We read with great interest the article by Grape et al. [1]. The authors conducted a meta-analysis that included meta-regression and trial sequential analysis, providing a comprehensive synthesis of 12 prospective, randomised controlled trials comparing intrathecal diamorphine with controls across various surgical procedures [1]. We identified a concern that may compromise the quality of this meta-analysis. The authors stated that the methodological quality of the included trials was assessed using the Cochrane Collaboration's Risk of Bias tool 2 (RoB2) [1]. The risk of bias assessment they describe encompassed seven domains: random sequence generation; allocation concealment; blinding of participants and personnel; blinding of outcome assessment; incomplete outcome data; selective reporting; and other biases. The approach employed, along with the reference cited, was actually consistent with the Cochrane Collaboration's Risk of Bias tool 1 (RoB1) [1, 2]. It is important to note that RoB2 resembles but differs from RoB1. Specifically, RoB2 evaluates six domains: the randomisation process; deviations from intended interventions; missing outcome data; measurement of the outcome; selection of the reported results; and overall bias [3]. The article by Sterne et al. discusses this in detail [3]. Additionally, two common figures depicting the risk of bias for the included studies can be generated using the RoB2 assessment spreadsheet (ROB2_IRPG_beta_v9) [3], or through the use of a web application called robvis® [4]. We suggest that the authors review their risk of bias assessment approach to align with the latest standards and improve the rigour of their meta-analysis.



中文翻译:


研究鞘内二吗啡有效性和安全性的荟萃分析中的偏倚评估风险



我们饶有兴趣地阅读了 Grape 等人的文章。 [ 1 ]。

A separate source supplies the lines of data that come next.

//! Timed pause: a countdown that can be paused and resumed.
//!
//! Reaching zero stops the countdown but does not complete the session; the
//! user still confirms with "Finish". "Done Early" reports at any point.

/// Default pause length in seconds.
pub const DEFAULT_PAUSE_SECS: u32 = 60;

#[derive(Debug, Clone, Copy, PartialEq, Eq)]
pub struct PauseTimer {
    duration: u32,
    remaining: u32,
    elapsed: u32,
    running: bool,
}

impl PauseTimer {
    /// Start a running countdown of `duration` seconds.
    pub fn new(duration: u32) -> Self {
        Self {
            duration,
            remaining: duration,
            elapsed: 0,
            running: duration > 0,
        }
    }

    pub fn tick(&mut self) {
        if !self.running {
            return;
        }
        self.remaining = self.remaining.saturating_sub(1);
        self.elapsed += 1;
        if self.remaining == 0 {
            self.running = false;
        }
    }

    /// Pause or resume. Has no effect once the countdown reached zero.
    pub fn toggle(&mut self) {
        if !self.is_finished() {
            self.running = !self.running;
        }
    }

    pub fn is_running(&self) -> bool {
        self.running
    }

    pub fn is_finished(&self) -> bool {
        self.remaining == 0
    }

    pub fn remaining(&self) -> u32 {
        self.remaining
    }

    /// Seconds actually counted down (paused time excluded).
    pub fn elapsed(&self) -> u32 {
        self.elapsed
    }

    /// Percentage of the countdown consumed.
    pub fn progress(&self) -> f64 {
        if self.duration == 0 {
            return 100.0;
        }
        (self.duration - self.remaining) as f64 / self.duration as f64 * 100.0
    }

    /// Confirm completion. Only available once the countdown reached zero.
    pub fn finish(&self) -> Option<u32> {
        self.is_finished().then_some(self.elapsed)
    }

    /// Stop before the end, reporting the seconds counted so far.
    pub fn done_early(&self) -> u32 {
        self.elapsed
    }
}

impl Default for PauseTimer {
    fn default() -> Self {
        Self::new(DEFAULT_PAUSE_SECS)
    }
}

/// `m:ss` rendering used by the countdown display.
pub fn format_clock(seconds: u32) -> String {
    format!("{}:{:02}", seconds / 60, seconds % 60)
}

作者进行了一项荟萃分析,其中包括荟萃回归和试验序贯分析,全面综合了 12 项前瞻性随机对照试验,比较了鞘内二吗啡与不同手术过程中的对照 [ 1 ]。我们发现了一个可能会影响本荟萃分析质量的问题。作者表示,纳入试验的方法学质量是使用 Cochrane 协作组织的偏倚风险工具 2 (RoB2) 进行评估的 [ 1 ]。他们描述的偏倚风险评估涵盖七个领域:随机序列生成;分配隐藏;参与者和人员的致盲;结果评估采用盲法;结果数据不完整;选择性报告;和其他偏见。所采用的方法以及引用的参考文献实际上与 Cochrane 协作组织的偏差风险工具 1 (RoB1) [ 1, 2 ] 一致。值得注意的是,RoB2 与 RoB1 相似但又不同。具体来说,RoB2 评估六个领域:随机化过程;偏离预期干预措施;缺少结果数据;结果的衡量;选择报告结果;和总体偏差[ 3 ]。斯特恩等人的文章。对此进行了详细讨论[ 3 ]。此外,可以使用 RoB2 评估电子表格 (ROB2_IRRPG_beta_v9) [ 3 ] 或通过使用名为 robvis® [ 4 ] 的网络应用程序生成描述纳入研究的偏倚风险的两个常见数字。 我们建议作者审查他们的偏倚风险评估方法,以符合最新标准并提高荟萃分析的严谨性。